- [Task requirements] The result should be every line in the data below that carries the string "failure".

Stored data:
//! Top navigation bar: links, profile name, theme controls, logout.
//!
//! SYSTEM CONTEXT
//! ==============
//! The navbar is mounted on every non-auth route, so it also owns the
//! cross-application fragment signals: on each location change it runs
//! `process_fragment`, raises the toast, strips the parameters, and drops
//! signed-in state after a forced logout. A location change without any
//! signal re-checks the profile of a persisted session instead.

#[cfg(test)]
#[path = "navbar_test.rs"]
mod navbar_test;

use leptos::prelude::*;
use retina::guard::Liveness;
use retina::handshake::{self, FragmentOutcome};
use retina::routes::AppRoute;
use retina::theme::ThemeName;

use crate::app::AppContext;
use crate::net::api;
use crate::state::auth::AuthState;
use crate::state::notification::NotificationState;
use crate::state::router::RouterState;
use crate::state::theme::ThemeState;
use crate::util::{location, storage, theme};

/// Apply a fragment outcome to the shared state. Returns the hash the
/// router should now hold, if it changed.
fn apply_outcome(
    outcome: FragmentOutcome,
    auth: &mut AuthState,
    notifications: &mut NotificationState,
) -> Option<String> {
    if let Some(notification) = outcome.notification {
        notifications.show(notification);
    }
    if outcome.forced_logout {
        auth.signed_out();
    }
    outcome.cleaned_hash
}

/// The profile is re-checked only on plain navigation with a stored token.
fn should_refresh_profile(outcome: &FragmentOutcome, has_token: bool) -> bool {
    has_token && *outcome == FragmentOutcome::default()
}

fn link_class(current: AppRoute, target: AppRoute) -> &'static str {
    if current == target { "navbar__link navbar__link--active" } else { "navbar__link" }
}

#[component]
pub fn Navbar() -> impl IntoView {
    let ctx = expect_context::<AppContext>();
    let auth = expect_context::<RwSignal<AuthState>>();
    let notifications = expect_context::<RwSignal<NotificationState>>();
    let router = expect_context::<RwSignal<RouterState>>();
    let theme_state = expect_context::<RwSignal<ThemeState>>();
    let menu_open = RwSignal::new(false);

    let alive = Liveness::new();
    on_cleanup({
        let alive = alive.clone();
        move || alive.mark_dead()
    });

    // Fragment signals, once per location change. Without a signal, the
    // profile of a persisted session is reloaded; failure clears it.
    let profile_config = ctx.config.clone();
    Effect::new(move || {
        let hash = router.with(|r| r.hash.clone());
        let vault = storage::vault();
        let outcome = handshake::process_fragment(&hash, &vault);
        if should_refresh_profile(&outcome, vault.token().is_some()) {
            auth.update(|a| {
                a.has_session = true;
                if a.user.is_none() {
                    a.loading = true;
                }
            });
            let config = profile_config.clone();
            let alive = alive.clone();
            leptos::task::spawn_local(async move {
                let profile = api::load_profile(&config).await;
                if alive.is_alive() {
                    auth.update(|a| a.set_profile(profile));
                }
            });
            return;
        }
        if outcome == FragmentOutcome::default() {
            return;
        }
        let mut cleaned = None;
        auth.update(|a| {
            notifications.update(|n| cleaned = apply_outcome(outcome, a, n));
        });
        if let Some(cleaned) = cleaned {
            location::replace_hash_silently(&cleaned);
            router.update_untracked(|r| {
                r.set_hash(&cleaned);
            });
        }
    });

    let logout_config = ctx.config.clone();
    let on_logout = move |_| {
        let url = handshake::logout(&storage::vault(), &logout_config);
        auth.update(AuthState::signed_out);
        menu_open.set(false);
        location::set_href(&url);
    };

    let on_toggle_dark = move |_| {
        theme_state.update(|t| {
            t.preference.toggle_dark();
        });
        theme::commit(&theme_state.get_untracked().preference);
    };

    let on_pick_color = move |ev: leptos::ev::Event| {
        if let Some(name) = ThemeName::parse(&event_target_value(&ev)) {
            theme_state.update(|t| t.preference.set_name(name));
            theme::commit(&theme_state.get_untracked().preference);
        }
    };

    let route = move || router.with(RouterState::route);

    view! {
        <nav class="navbar">
            <a href=AppRoute::Landing.hash() class="navbar__brand">"RetinaScan"</a>
            <button
                class="navbar__menu-toggle"
                aria-label="Toggle menu"
                on:click=move |_| menu_open.update(|open| *open = !*open)
            >
                "☰"
            </button>
            <div class="navbar__links" class:navbar__links--open=move || menu_open.get()>
                <a href=AppRoute::Landing.hash() class=move || link_class(route(), AppRoute::Landing)>
                    "Home"
                </a>
                <a href=AppRoute::RetinaScan.hash() class=move || link_class(route(), AppRoute::RetinaScan)>
                    "Retina Scan"
                </a>
            </div>
            <div class="navbar__actions">
                <select
                    class="navbar__theme-picker"
                    aria-label="Color theme"
                    prop:value=move || theme_state.get().name().key()
                    on:change=on_pick_color
                >
                    {ThemeName::ALL
                        .into_iter()
                        .map(|name| view! { <option value=name.key()>{name.key()}</option> })
                        .collect_view()}
                </select>
                <button class="btn navbar__dark-toggle" title="Toggle dark mode" on:click=on_toggle_dark>
                    {move || theme_state.get().toggle_icon()}
                </button>
                <Show
                    when=move || auth.get().has_session
                    fallback=|| {
                        view! {
                            <a href=AppRoute::Login.hash() class="btn navbar__login">"Log in"</a>
                            <a href=AppRoute::Register.hash() class="btn btn--primary navbar__register">
                                "Register"
                            </a>
                        }
                    }
                >
                    <span class="navbar__user">
                        {move || {
                            let state = auth.get();
                            if state.loading { "…".to_owned() } else { state.display_name().to_owned() }
                        }}
                    </span>
                    <button class="btn navbar__logout" on:click=on_logout.clone() title="Log out">
                        "Log out"
                    </button>
                </Show>
            </div>
        </nav>
    }
}
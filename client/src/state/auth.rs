//! Auth-session state for the current browser user.
//!
//! SYSTEM CONTEXT
//! ==============
//! Read by the navbar (name, logout button) and the login page (already
//! signed in panel). The guard itself does not read this; it always
//! re-verifies against the API.

#[cfg(test)]
#[path = "auth_test.rs"]
mod auth_test;

use retina::SessionVault;
use retina::auth::UserProfile;

#[derive(Clone, Debug, Default, PartialEq, Eq)]
pub struct AuthState {
    /// A token is persisted. Not proof that the server accepts it.
    pub has_session: bool,
    pub user: Option<UserProfile>,
    pub loading: bool,
}

impl AuthState {
    /// Snapshot of what is persisted right now.
    #[must_use]
    pub fn from_vault(vault: &SessionVault) -> Self {
        let has_session = vault.token().is_some();
        let user = if has_session { vault.cached_user() } else { None };
        Self { has_session, user, loading: false }
    }

    pub fn signed_out(&mut self) {
        *self = Self::default();
    }

    pub fn set_profile(&mut self, profile: Option<UserProfile>) {
        self.loading = false;
        match profile {
            Some(profile) => self.user = Some(profile),
            // Profile failure clears the whole session.
            None => self.signed_out(),
        }
    }

    #[must_use]
    pub fn display_name(&self) -> &str {
        self.user.as_ref().map_or("User", UserProfile::display_name)
    }
}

- [Response]
    // profile of a persisted session is reloaded; failure clears it.
            // Profile failure clears the whole session.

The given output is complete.